## SUPPLIED RECORDS

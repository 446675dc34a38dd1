//! HTTP surface for the AVIF conversion service.
//!
//! Two conversion endpoints (multipart upload and remote-URL fetch) sit on
//! top of the [`avif_core`] pipeline, plus a liveness endpoint at the root.
//! Requests are stateless; the only shared state is the immutable
//! configuration and a reqwest client.

pub mod handlers;
pub mod infra;
pub mod routes;

pub use infra::{
    app_state::AppState,
    config::Config,
    errors::{AppError, AppResult},
};
pub use routes::create_app;
//! Environment-driven service configuration.
//!
//! Everything has a permissive default so the binary runs with no
//! environment at all; deployments tighten via `AVIF_*` variables.

use std::fmt::Display;
use std::str::FromStr;

use anyhow::Result;

const DEFAULT_HOST: &str = "0.0.0.0";
const DEFAULT_PORT: u16 = 8000;

/// Upload/fetch body cap applied when `AVIF_MAX_BODY_BYTES` is unset.
pub const DEFAULT_MAX_BODY_BYTES: usize = 32 * 1024 * 1024;

#[derive(Debug, Clone)]
pub struct Config {
    pub server: ServerConfig,
    pub cors: CorsConfig,
    pub limits: LimitsConfig,
}

#[derive(Debug, Clone)]
pub struct ServerConfig {
    pub host: String,
    pub port: u16,
}

#[derive(Debug, Clone)]
pub struct CorsConfig {
    pub allowed_origins: Vec<String>,
    pub allowed_methods: Vec<String>,
    pub allowed_headers: Vec<String>,
    pub allow_credentials: bool,
}

impl CorsConfig {
    pub fn is_wildcard(&self) -> bool {
        self.allowed_origins
            .iter()
            .any(|origin| origin.trim() == "*")
    }
}

#[derive(Debug, Clone)]
pub struct LimitsConfig {
    pub max_body_bytes: usize,
}

impl Default for Config {
    fn default() -> Self {
        Self {
            server: ServerConfig {
                host: DEFAULT_HOST.to_string(),
                port: DEFAULT_PORT,
            },
            cors: CorsConfig {
                allowed_origins: vec!["*".to_string()],
                allowed_methods: vec!["*".to_string()],
                allowed_headers: vec!["*".to_string()],
                allow_credentials: true,
            },
            limits: LimitsConfig {
                max_body_bytes: DEFAULT_MAX_BODY_BYTES,
            },
        }
    }
}

impl Config {
    /// Load configuration from the environment on top of the defaults.
    pub fn from_env() -> Result<Self> {
        Ok(Self {
            server: ServerConfig {
                host: env_or("AVIF_HOST", DEFAULT_HOST),
                port: parse_env("AVIF_PORT", DEFAULT_PORT)?,
            },
            cors: CorsConfig {
                allowed_origins: env_list("AVIF_CORS_ORIGINS"),
                allowed_methods: env_list("AVIF_CORS_METHODS"),
                allowed_headers: env_list("AVIF_CORS_HEADERS"),
                allow_credentials: parse_env("AVIF_CORS_ALLOW_CREDENTIALS", true)?,
            },
            limits: LimitsConfig {
                max_body_bytes: parse_env("AVIF_MAX_BODY_BYTES", DEFAULT_MAX_BODY_BYTES)?,
            },
        })
    }
}

fn env_or(key: &str, default: &str) -> String {
    std::env::var(key).unwrap_or_else(|_| default.to_string())
}

fn parse_env<T>(key: &str, default: T) -> Result<T>
where
    T: FromStr,
    T::Err: Display,
{
    match std::env::var(key) {
        Ok(raw) => raw
            .parse::<T>()
            .map_err(|err| anyhow::anyhow!("invalid {key} value '{raw}': {err}")),
        Err(_) => Ok(default),
    }
}

/// Comma-separated list variable; unset means the `*` wildcard.
fn env_list(key: &str) -> Vec<String> {
    match std::env::var(key) {
        Ok(raw) => raw
            .split(',')
            .map(|item| item.trim().to_string())
            .filter(|item| !item.is_empty())
            .collect(),
        Err(_) => vec!["*".to_string()],
    }
}
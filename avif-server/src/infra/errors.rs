use axum::{
    Json,
    http::StatusCode,
    response::{IntoResponse, Response},
};
use serde_json::json;
use std::fmt;

use avif_core::ConvertError;

pub type AppResult<T> = Result<T, AppError>;

/// Transport-level error: a status code plus the message reported to the
/// caller as the JSON error detail.
#[derive(Debug)]
pub struct AppError {
    pub status: StatusCode,
    pub message: String,
}

impl AppError {
    pub fn new(status: StatusCode, message: impl Into<String>) -> Self {
        Self {
            status,
            message: message.into(),
        }
    }

    pub fn internal(message: impl Into<String>) -> Self {
        Self::new(StatusCode::INTERNAL_SERVER_ERROR, message)
    }

    pub fn bad_request(message: impl Into<String>) -> Self {
        Self::new(StatusCode::BAD_REQUEST, message)
    }

    pub fn unsupported_media_type(message: impl Into<String>) -> Self {
        Self::new(StatusCode::UNSUPPORTED_MEDIA_TYPE, message)
    }

    pub fn bad_gateway(message: impl Into<String>) -> Self {
        Self::new(StatusCode::BAD_GATEWAY, message)
    }

    pub fn payload_too_large(message: impl Into<String>) -> Self {
        Self::new(StatusCode::PAYLOAD_TOO_LARGE, message)
    }
}

impl fmt::Display for AppError {
    fn fmt(&self, f: &mut fmt::Formatter<'_>) -> fmt::Result {
        write!(f, "{}", self.message)
    }
}

impl std::error::Error for AppError {}

impl IntoResponse for AppError {
    fn into_response(self) -> Response {
        let body = Json(json!({
            "error": {
                "message": self.message,
                "status": self.status.as_u16(),
            }
        }));

        (self.status, body).into_response()
    }
}

// Decode, resize, and encode failures are all processing failures at this
// boundary; the variant distinction stays inside the core crate.
impl From<ConvertError> for AppError {
    fn from(err: ConvertError) -> Self {
        Self::internal(err.to_string())
    }
}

## DESCRIPTION OF THE TASK
Lines holding the word "infra" are the answer; copy each one from the records above.

## TASK OUTPUT
pub mod infra;
pub use infra::{
filename avif-server/src/infra/errors.rs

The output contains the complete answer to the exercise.